- _RECORDS PROVIDED_
- - - - -
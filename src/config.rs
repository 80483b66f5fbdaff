//! # Configuration Management
//!
//! Centralized configuration for ICMP sessions.
//!
//! ## Configuration Sources
//! - TOML files via `from_file()`
//! - Direct instantiation with defaults
//! - Environment overrides via `from_env()`
//!
//! ## Defaults
//! - Identifier derived from the process id, sequence starting at 1
//! - 1500-byte receive buffer (one Ethernet MTU)
//! - No socket deadlines: a receive blocks until a datagram arrives
//! - RFC 1071 checksum, received checksums not verified

use crate::core::checksum::ChecksumAlgorithm;
use crate::core::message::{ICMP_HEADER_LEN, IPV4_HEADER_LEN};
use crate::error::{IcmpError, Result};
use serde::{Deserialize, Serialize};
use std::fs::File;
use std::io::Read;
use std::path::Path;
use std::time::Duration;

/// Default receive buffer size in bytes
pub const DEFAULT_RECV_BUFFER_SIZE: usize = 1500;

/// Largest datagram an IPv4 socket can deliver
pub const MAX_RECV_BUFFER_SIZE: usize = 65_535;

/// First sequence number used by a session
pub const DEFAULT_INITIAL_SEQUENCE: u16 = 1;

/// Prefix marking validation entries that do not prevent use
const WARNING_PREFIX: &str = "WARNING";

/// Main configuration structure that contains all configurable settings
#[derive(Debug, Clone, Deserialize, Serialize, Default, PartialEq)]
pub struct IcmpConfig {
    /// Identifier and sequence settings
    #[serde(default)]
    pub session: SessionConfig,

    /// Raw socket settings
    #[serde(default)]
    pub socket: SocketConfig,

    /// Checksum settings
    #[serde(default)]
    pub codec: CodecConfig,
}

impl IcmpConfig {
    /// Load configuration from a TOML file
    pub fn from_file<P: AsRef<Path>>(path: P) -> Result<Self> {
        let mut file = File::open(path)
            .map_err(|e| IcmpError::ConfigError(format!("Failed to open config file: {e}")))?;

        let mut contents = String::new();
        file.read_to_string(&mut contents)
            .map_err(|e| IcmpError::ConfigError(format!("Failed to read config file: {e}")))?;

        Self::from_toml(&contents)
    }

    /// Load configuration from TOML string
    pub fn from_toml(content: &str) -> Result<Self> {
        toml::from_str::<Self>(content)
            .map_err(|e| IcmpError::ConfigError(format!("Failed to parse TOML: {e}")))
    }

    /// Load configuration from environment variables
    pub fn from_env() -> Result<Self> {
        let mut config = Self::default();

        if let Some(val) = env_parse::<u16>("ICMP_IDENTIFIER")? {
            config.session.identifier = val;
        }

        if let Some(val) = env_parse::<u16>("ICMP_INITIAL_SEQUENCE")? {
            config.session.initial_sequence = val;
        }

        if let Some(val) = env_parse::<usize>("ICMP_RECV_BUFFER_SIZE")? {
            config.socket.recv_buffer_size = val;
        }

        if let Some(val) = env_parse::<u64>("ICMP_READ_TIMEOUT_MS")? {
            config.socket.read_timeout = Some(Duration::from_millis(val));
        }

        if let Some(val) = env_parse::<u64>("ICMP_WRITE_TIMEOUT_MS")? {
            config.socket.write_timeout = Some(Duration::from_millis(val));
        }

        if let Some(val) = env_parse::<u32>("ICMP_TTL")? {
            config.socket.ttl = Some(val);
        }

        if let Ok(name) = std::env::var("ICMP_CHECKSUM_ALGORITHM") {
            config.codec.checksum = match name.to_ascii_lowercase().as_str() {
                "rfc1071" => ChecksumAlgorithm::Rfc1071,
                "legacy" => ChecksumAlgorithm::Legacy,
                other => {
                    return Err(IcmpError::ConfigError(format!(
                        "Invalid ICMP_CHECKSUM_ALGORITHM: '{other}' (expected 'rfc1071' or 'legacy')"
                    )))
                }
            };
        }

        if let Some(val) = env_parse::<bool>("ICMP_VERIFY_CHECKSUM")? {
            config.codec.verify_checksum = val;
        }

        Ok(config)
    }

    /// Apply overrides to the default configuration
    pub fn default_with_overrides<F>(mutator: F) -> Self
    where
        F: FnOnce(&mut Self),
    {
        let mut config = Self::default();
        mutator(&mut config);
        config
    }

    /// Generate example configuration file content
    pub fn example_config() -> String {
        toml::to_string_pretty(&Self::default())
            .unwrap_or_else(|_| String::from("# Failed to generate example config"))
    }

    /// Save configuration to a file
    pub fn save_to_file<P: AsRef<Path>>(&self, path: P) -> Result<()> {
        let content = toml::to_string_pretty(self)
            .map_err(|e| IcmpError::ConfigError(format!("Failed to serialize config: {e}")))?;

        std::fs::write(path, content)
            .map_err(|e| IcmpError::ConfigError(format!("Failed to write config file: {e}")))?;

        Ok(())
    }

    /// Validate the configuration for common issues and misconfigurations
    ///
    /// Returns a list of validation errors. Empty list means configuration is valid.
    pub fn validate(&self) -> Vec<String> {
        let mut errors = Vec::new();
        errors.extend(self.socket.validate());
        errors.extend(self.codec.validate());
        errors
    }

    /// Validation entries that prevent use, i.e. everything but warnings
    pub fn validate_errors(&self) -> Vec<String> {
        self.validate()
            .into_iter()
            .filter(|e| !e.starts_with(WARNING_PREFIX))
            .collect()
    }

    /// Validate and return Result - convenience method
    pub fn validate_strict(&self) -> Result<()> {
        validation_result(self.validate())
    }

    /// Like [`validate_strict`](Self::validate_strict), but warnings alone pass
    pub fn validate_usable(&self) -> Result<()> {
        validation_result(self.validate_errors())
    }
}

fn validation_result(errors: Vec<String>) -> Result<()> {
    if errors.is_empty() {
        Ok(())
    } else {
        Err(IcmpError::ConfigError(format!(
            "Configuration validation failed:\n  - {}",
            errors.join("\n  - ")
        )))
    }
}

fn env_parse<T: std::str::FromStr>(key: &str) -> Result<Option<T>> {
    match std::env::var(key) {
        Ok(raw) => raw
            .trim()
            .parse::<T>()
            .map(Some)
            .map_err(|_| IcmpError::ConfigError(format!("Invalid value for {key}: '{raw}'"))),
        Err(_) => Ok(None),
    }
}

/// Identifier and sequence numbering for a session
#[derive(Debug, Clone, Deserialize, Serialize, PartialEq)]
#[serde(default)]
pub struct SessionConfig {
    /// Identifier stamped on every request; defaults to the low 16 bits of the process id
    pub identifier: u16,

    /// Sequence number of the first request a session sends
    pub initial_sequence: u16,
}

impl Default for SessionConfig {
    fn default() -> Self {
        Self {
            identifier: std::process::id() as u16,
            initial_sequence: DEFAULT_INITIAL_SEQUENCE,
        }
    }
}

/// Raw socket configuration
#[derive(Debug, Clone, Deserialize, Serialize, PartialEq)]
#[serde(default)]
pub struct SocketConfig {
    /// Receive buffer size; longer datagrams are truncated by the socket
    pub recv_buffer_size: usize,

    /// Receive deadline; `None` blocks until a datagram arrives
    #[serde(default, with = "option_duration_serde")]
    pub read_timeout: Option<Duration>,

    /// Send deadline; `None` blocks until the datagram is queued
    #[serde(default, with = "option_duration_serde")]
    pub write_timeout: Option<Duration>,

    /// IP time-to-live for outgoing datagrams; `None` keeps the OS default
    #[serde(default)]
    pub ttl: Option<u32>,
}

impl Default for SocketConfig {
    fn default() -> Self {
        Self {
            recv_buffer_size: DEFAULT_RECV_BUFFER_SIZE,
            read_timeout: None,
            write_timeout: None,
            ttl: None,
        }
    }
}

impl SocketConfig {
    /// Validate socket configuration
    pub fn validate(&self) -> Vec<String> {
        let mut errors = Vec::new();

        let min = IPV4_HEADER_LEN + ICMP_HEADER_LEN;
        if self.recv_buffer_size < min {
            errors.push(format!(
                "Receive buffer too small: {} bytes (minimum: {min} bytes for IPv4 + ICMP headers)",
                self.recv_buffer_size
            ));
        } else if self.recv_buffer_size > MAX_RECV_BUFFER_SIZE {
            errors.push(format!(
                "Receive buffer too large: {} bytes (maximum: {MAX_RECV_BUFFER_SIZE} bytes)",
                self.recv_buffer_size
            ));
        }

        if self.read_timeout.is_some_and(|t| t.is_zero()) {
            errors.push("Read timeout cannot be zero (omit it to block indefinitely)".to_string());
        }

        if self.write_timeout.is_some_and(|t| t.is_zero()) {
            errors.push("Write timeout cannot be zero (omit it to block indefinitely)".to_string());
        }

        if let Some(ttl) = self.ttl {
            if ttl == 0 || ttl > 255 {
                errors.push(format!("Invalid TTL: {ttl} (valid range: 1-255)"));
            }
        }

        errors
    }
}

/// Checksum configuration
#[derive(Debug, Clone, Copy, Deserialize, Serialize, Default, PartialEq)]
#[serde(default)]
pub struct CodecConfig {
    /// Algorithm used when serializing requests
    #[serde(default)]
    pub checksum: ChecksumAlgorithm,

    /// Reject replies whose carried checksum does not match a recomputation
    #[serde(default)]
    pub verify_checksum: bool,
}

impl CodecConfig {
    /// Validate codec configuration
    pub fn validate(&self) -> Vec<String> {
        let mut errors = Vec::new();

        if self.checksum == ChecksumAlgorithm::Legacy {
            errors.push(format!(
                "{WARNING_PREFIX}: Legacy checksum is selected - most hosts drop requests carrying it"
            ));
        }

        errors
    }
}

/// Helper module for optional Duration serialization/deserialization as milliseconds
mod option_duration_serde {
    use serde::{Deserialize, Deserializer, Serialize, Serializer};
    use std::time::Duration;

    pub fn serialize<S>(duration: &Option<Duration>, serializer: S) -> Result<S::Ok, S::Error>
    where
        S: Serializer,
    {
        duration.map(|d| d.as_millis() as u64).serialize(serializer)
    }

    pub fn deserialize<'de, D>(deserializer: D) -> Result<Option<Duration>, D::Error>
    where
        D: Deserializer<'de>,
    {
        let millis = Option::<u64>::deserialize(deserializer)?;
        Ok(millis.map(Duration::from_millis))
    }
}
- - - - -
- _TASK_
Among the lines of the data above, find those with the word "core" and show them.

- _RESULT BELOW_
use crate::core::checksum::ChecksumAlgorithm;
use crate::core::message::{ICMP_HEADER_LEN, IPV4_HEADER_LEN};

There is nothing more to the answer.